By Margaret Lyons in Arts & Entertainment on May 21, 2004 2:24PM

Man, we haven’t had a banned book case in so long. Mostly because banning books is totally fascist. An Evanston mom is trying to change a 25-year banless streak, but the Evanston Public Library is holding its own.
Mary Beth Schaye was reading her three-year-old daughter Pinkerton, Behave!, a children’s book about a dog who is extremely naughty but saves his family from a burglar, when she turned to a page where the burglar is holding the mom at gunpoint. Schaye requested the book be removed from the library, but the library board voted 6-0 to keep the book on the shelves.

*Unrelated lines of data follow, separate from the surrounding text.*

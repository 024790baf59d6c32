//! Investigation Plan Module
//!
//! The planning phase asks the language model for one probe per line in the
//! form `SQL | TOOL_NAME`. Model output is messy: fenced, annotated,
//! inconsistently labeled. Parsing is therefore forgiving; a line missing
//! the separator is dropped, and tool names match case-insensitively by
//! substring.

use crate::interpreter::strip_code_fences;
use tracing::debug;

/// Statistical tool requested for a plan step.
#[derive(Debug, Clone, Copy, PartialEq, Eq)]
pub enum ToolKind {
    Anomaly,
    Forecast,
    Segmentation,
    Correlation,
    None,
}

impl ToolKind {
    pub fn from_label(label: &str) -> ToolKind {
        let upper = label.trim().to_uppercase();
        if upper.contains("SEGMENT") {
            ToolKind::Segmentation
        } else if upper.contains("ANOMALY") {
            ToolKind::Anomaly
        } else if upper.contains("FORECAST") {
            ToolKind::Forecast
        } else if upper.contains("CORRELAT") {
            ToolKind::Correlation
        } else {
            ToolKind::None
        }
    }

    pub fn name(&self) -> &'static str {
        match self {
            ToolKind::Anomaly => "ANOMALY",
            ToolKind::Forecast => "FORECAST",
            ToolKind::Segmentation => "SEGMENTATION",
            ToolKind::Correlation => "CORRELATION",
            ToolKind::None => "NONE",
        }
    }
}

#[derive(Debug, Clone, PartialEq)]
pub struct PlanStep {
    pub sql: String,
    pub tool: ToolKind,
}

#[derive(Debug, Clone, Default, PartialEq)]
pub struct InvestigationPlan {
    pub steps: Vec<PlanStep>,
}

/// Strip fences, outer whitespace and trailing semicolons from a SQL
/// fragment.
pub fn clean_sql(raw: &str) -> String {
    strip_code_fences(raw)
        .trim()
        .trim_end_matches(';')
        .trim()
        .to_string()
}

impl InvestigationPlan {
    /// Parse raw plan text line by line. Fences are stripped from the whole
    /// reply first, so a plan wrapped in one code block still splits into
    /// steps. Lines without a `|` separator or with an empty SQL side are
    /// skipped.
    pub fn parse(raw: &str) -> Self {
        let unfenced = strip_code_fences(raw);
        let mut steps = Vec::new();
        for line in unfenced.lines() {
            let line = line.trim();
            if line.is_empty() {
                continue;
            }
            if !line.contains('|') {
                debug!("skipping plan line without separator: {}", line);
                continue;
            }
            let parts: Vec<&str> = line.split('|').collect();
            let sql = clean_sql(parts[0]);
            if sql.is_empty() {
                debug!("skipping plan line with empty SQL: {}", line);
                continue;
            }
            let tool = ToolKind::from_label(parts.get(1).copied().unwrap_or(""));
            steps.push(PlanStep { sql, tool });
        }
        InvestigationPlan { steps }
    }

    pub fn is_empty(&self) -> bool {
        self.steps.is_empty()
    }
}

Chicagoist will admit that holding someone at gunpoint is an unusual plot twist in a children’s book; perhaps too violent, and at least representative of a time when gun brutality played a very different role in society. Parents might not want to read this book to their child, and they can make an informed decision about that because the goddamn burglar is on the front of the book.
Pinkerton, Behave! is part of a series of books about the frisky Great Dane, and it is written and illustrated by the amazing Steven Kellogg, who is totally best. Pinkerton the album doesn’t exactly behave, but is required listening. The most challenged books of the 90s could also be called “Chicagoist’s Middle and High School Reading List.”